[Prompt]
Quote the whole listing verbatim.

[Supplied data]
::::

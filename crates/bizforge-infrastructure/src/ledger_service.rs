//! The global deployment ledger.

use base64::Engine;
use base64::engine::general_purpose::STANDARD as BASE64_STANDARD;
use bizforge_core::audit::RiskLevel;
use bizforge_core::deployment::DeploymentRecord;
use bizforge_core::error::Result;
use bizforge_core::user::SignerInfo;
use chrono::Utc;
use uuid::Uuid;

use crate::logger_service::LoggerService;
use crate::storage::{LocalStore, keys};

/// Fabricated display figures stamped onto every deployment record.
const VALUATION: &str = "Estimated $1.2M";
const ROYALTY_STAKE: &str = "13% Perpetual";

/// Append-only ledger of simulated deployments.
///
/// Records are never updated or removed, and `global_ledger` returns the full
/// unfiltered array - per-user scoping is the caller's concern (the admin
/// surface shows everything).
pub struct LedgerService {
    store: LocalStore,
    logger: LoggerService,
}

impl LedgerService {
    pub fn new(store: LocalStore, logger: LoggerService) -> Self {
        Self { store, logger }
    }

    /// Appends a deployment record for the named project.
    pub fn record_deployment(
        &self,
        user_email: &str,
        project_name: &str,
        signer: &SignerInfo,
    ) -> Result<DeploymentRecord> {
        let record = DeploymentRecord {
            id: Uuid::new_v4().to_string(),
            user_email: user_email.to_string(),
            project_name: project_name.to_string(),
            valuation: VALUATION.to_string(),
            royalty_stake: ROYALTY_STAKE.to_string(),
            deployed_at: Utc::now().to_rfc3339(),
            contract_hash: contract_hash(project_name),
            signer_name: signer.name.clone(),
            signer_gov_id: signer.gov_id.clone(),
            signer_phone: signer.phone.clone(),
        };

        let mut records: Vec<DeploymentRecord> = self.store.read_vec(keys::LEDGER);
        records.push(record.clone());
        self.store.write(keys::LEDGER, &records)?;

        self.logger.log(
            user_email,
            "PROTOCOL_EXECUTION",
            &format!("Deployed: {project_name}"),
            RiskLevel::Critical,
        )?;

        Ok(record)
    }

    /// Returns every deployment record, in call order, unfiltered.
    pub fn global_ledger(&self) -> Vec<DeploymentRecord> {
        self.store.read_vec(keys::LEDGER)
    }
}

/// Non-cryptographic contract fingerprint derived from the project name.
///
/// Base64 of the name, truncated and lowercased, with a hex-style prefix.
/// This is a display artifact, not a tamper-evidence mechanism.
pub fn contract_hash(project_name: &str) -> String {
    let encoded = BASE64_STANDARD.encode(project_name.as_bytes());
    let fragment: String = encoded.chars().take(16).collect();
    format!("0x{}", fragment.to_lowercase())
}

#[cfg(test)]
mod tests {
    use super::*;
    use tempfile::TempDir;

    fn test_service() -> (TempDir, LedgerService) {
        let temp_dir = TempDir::new().unwrap();
        let store = LocalStore::new(temp_dir.path()).unwrap();
        let logger = LoggerService::new(store.clone());
        (temp_dir, LedgerService::new(store, logger))
    }

    fn signer() -> SignerInfo {
        SignerInfo {
            name: "Alice".into(),
            gov_id: "GOV-9".into(),
            phone: "+1-555-0100".into(),
        }
    }

    #[test]
    fn test_append_only_in_call_order() {
        let (_dir, ledger) = test_service();
        let first = ledger
            .record_deployment("a@b.c", "CrumbShare", &signer())
            .unwrap();
        let second = ledger
            .record_deployment("a@b.c", "LoafLoop", &signer())
            .unwrap();

        let records = ledger.global_ledger();
        assert_eq!(records.len(), 2);
        assert_eq!(records[0], first);
        assert_eq!(records[1], second);
    }

    #[test]
    fn test_existing_entries_never_change() {
        let (_dir, ledger) = test_service();
        ledger
            .record_deployment("a@b.c", "CrumbShare", &signer())
            .unwrap();
        let before = ledger.global_ledger();

        ledger
            .record_deployment("d@e.f", "LoafLoop", &signer())
            .unwrap();
        let after = ledger.global_ledger();
        assert_eq!(&after[..1], &before[..]);
    }

    #[test]
    fn test_record_carries_signer_and_fabricated_figures() {
        let (_dir, ledger) = test_service();
        let record = ledger
            .record_deployment("a@b.c", "CrumbShare", &signer())
            .unwrap();
        assert_eq!(record.valuation, "Estimated $1.2M");
        assert_eq!(record.royalty_stake, "13% Perpetual");
        assert_eq!(record.signer_gov_id, "GOV-9");
    }

    #[test]
    fn test_contract_hash_is_deterministic() {
        assert_eq!(contract_hash("CrumbShare"), contract_hash("CrumbShare"));
        assert_ne!(contract_hash("CrumbShare"), contract_hash("LoafLoop"));
        assert!(contract_hash("CrumbShare").starts_with("0x"));
        // 0x prefix plus at most 16 base64 characters
        assert!(contract_hash("CrumbShare").len() <= 18);
    }

    #[test]
    fn test_deployment_emits_critical_audit_entry() {
        let (_dir, ledger) = test_service();
        ledger
            .record_deployment("a@b.c", "CrumbShare", &signer())
            .unwrap();
        let logs = ledger.logger.logs();
        assert_eq!(logs[0].action, "PROTOCOL_EXECUTION");
        assert_eq!(logs[0].risk_level, RiskLevel::Critical);
    }
}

::::

[Expected answer]
filename crates/bizforge-infrastructure/src/ledger_service.rs
//! The global deployment ledger.

use base64::Engine;
use base64::engine::general_purpose::STANDARD as BASE64_STANDARD;
use bizforge_core::audit::RiskLevel;
use bizforge_core::deployment::DeploymentRecord;
use bizforge_core::error::Result;
use bizforge_core::user::SignerInfo;
use chrono::Utc;
use uuid::Uuid;

use crate::logger_service::LoggerService;
use crate::storage::{LocalStore, keys};

/// Fabricated display figures stamped onto every deployment record.
const VALUATION: &str = "Estimated $1.2M";
const ROYALTY_STAKE: &str = "13% Perpetual";

/// Append-only ledger of simulated deployments.
///
/// Records are never updated or removed, and `global_ledger` returns the full
/// unfiltered array - per-user scoping is the caller's concern (the admin
/// surface shows everything).
pub struct LedgerService {
    store: LocalStore,
    logger: LoggerService,
}

impl LedgerService {
    pub fn new(store: LocalStore, logger: LoggerService) -> Self {
        Self { store, logger }
    }

    /// Appends a deployment record for the named project.
    pub fn record_deployment(
        &self,
        user_email: &str,
        project_name: &str,
        signer: &SignerInfo,
    ) -> Result<DeploymentRecord> {
        let record = DeploymentRecord {
            id: Uuid::new_v4().to_string(),
            user_email: user_email.to_string(),
            project_name: project_name.to_string(),
            valuation: VALUATION.to_string(),
            royalty_stake: ROYALTY_STAKE.to_string(),
            deployed_at: Utc::now().to_rfc3339(),
            contract_hash: contract_hash(project_name),
            signer_name: signer.name.clone(),
            signer_gov_id: signer.gov_id.clone(),
            signer_phone: signer.phone.clone(),
        };

        let mut records: Vec<DeploymentRecord> = self.store.read_vec(keys::LEDGER);
        records.push(record.clone());
        self.store.write(keys::LEDGER, &records)?;

        self.logger.log(
            user_email,
            "PROTOCOL_EXECUTION",
            &format!("Deployed: {project_name}"),
            RiskLevel::Critical,
        )?;

        Ok(record)
    }

    /// Returns every deployment record, in call order, unfiltered.
    pub fn global_ledger(&self) -> Vec<DeploymentRecord> {
        self.store.read_vec(keys::LEDGER)
    }
}

/// Non-cryptographic contract fingerprint derived from the project name.
///
/// Base64 of the name, truncated and lowercased, with a hex-style prefix.
/// This is a display artifact, not a tamper-evidence mechanism.
pub fn contract_hash(project_name: &str) -> String {
    let encoded = BASE64_STANDARD.encode(project_name.as_bytes());
    let fragment: String = encoded.chars().take(16).collect();
    format!("0x{}", fragment.to_lowercase())
}

#[cfg(test)]
mod tests {
    use super::*;
    use tempfile::TempDir;

    fn test_service() -> (TempDir, LedgerService) {
        let temp_dir = TempDir::new().unwrap();
        let store = LocalStore::new(temp_dir.path()).unwrap();
        let logger = LoggerService::new(store.clone());
        (temp_dir, LedgerService::new(store, logger))
    }

    fn signer() -> SignerInfo {
        SignerInfo {
            name: "Alice".into(),
            gov_id: "GOV-9".into(),
            phone: "+1-555-0100".into(),
        }
    }

    #[test]
    fn test_append_only_in_call_order() {
        let (_dir, ledger) = test_service();
        let first = ledger
            .record_deployment("a@b.c", "CrumbShare", &signer())
            .unwrap();
        let second = ledger
            .record_deployment("a@b.c", "LoafLoop", &signer())
            .unwrap();

        let records = ledger.global_ledger();
        assert_eq!(records.len(), 2);
        assert_eq!(records[0], first);
        assert_eq!(records[1], second);
    }

    #[test]
    fn test_existing_entries_never_change() {
        let (_dir, ledger) = test_service();
        ledger
            .record_deployment("a@b.c", "CrumbShare", &signer())
            .unwrap();
        let before = ledger.global_ledger();

        ledger
            .record_deployment("d@e.f", "LoafLoop", &signer())
            .unwrap();
        let after = ledger.global_ledger();
        assert_eq!(&after[..1], &before[..]);
    }

    #[test]
    fn test_record_carries_signer_and_fabricated_figures() {
        let (_dir, ledger) = test_service();
        let record = ledger
            .record_deployment("a@b.c", "CrumbShare", &signer())
            .unwrap();
        assert_eq!(record.valuation, "Estimated $1.2M");
        assert_eq!(record.royalty_stake, "13% Perpetual");
        assert_eq!(record.signer_gov_id, "GOV-9");
    }

    #[test]
    fn test_contract_hash_is_deterministic() {
        assert_eq!(contract_hash("CrumbShare"), contract_hash("CrumbShare"));
        assert_ne!(contract_hash("CrumbShare"), contract_hash("LoafLoop"));
        assert!(contract_hash("CrumbShare").starts_with("0x"));
        // 0x prefix plus at most 16 base64 characters
        assert!(contract_hash("CrumbShare").len() <= 18);
    }

    #[test]
    fn test_deployment_emits_critical_audit_entry() {
        let (_dir, ledger) = test_service();
        ledger
            .record_deployment("a@b.c", "CrumbShare", &signer())
            .unwrap();
        let logs = ledger.logger.logs();
        assert_eq!(logs[0].action, "PROTOCOL_EXECUTION");
        assert_eq!(logs[0].risk_level, RiskLevel::Critical);
    }
}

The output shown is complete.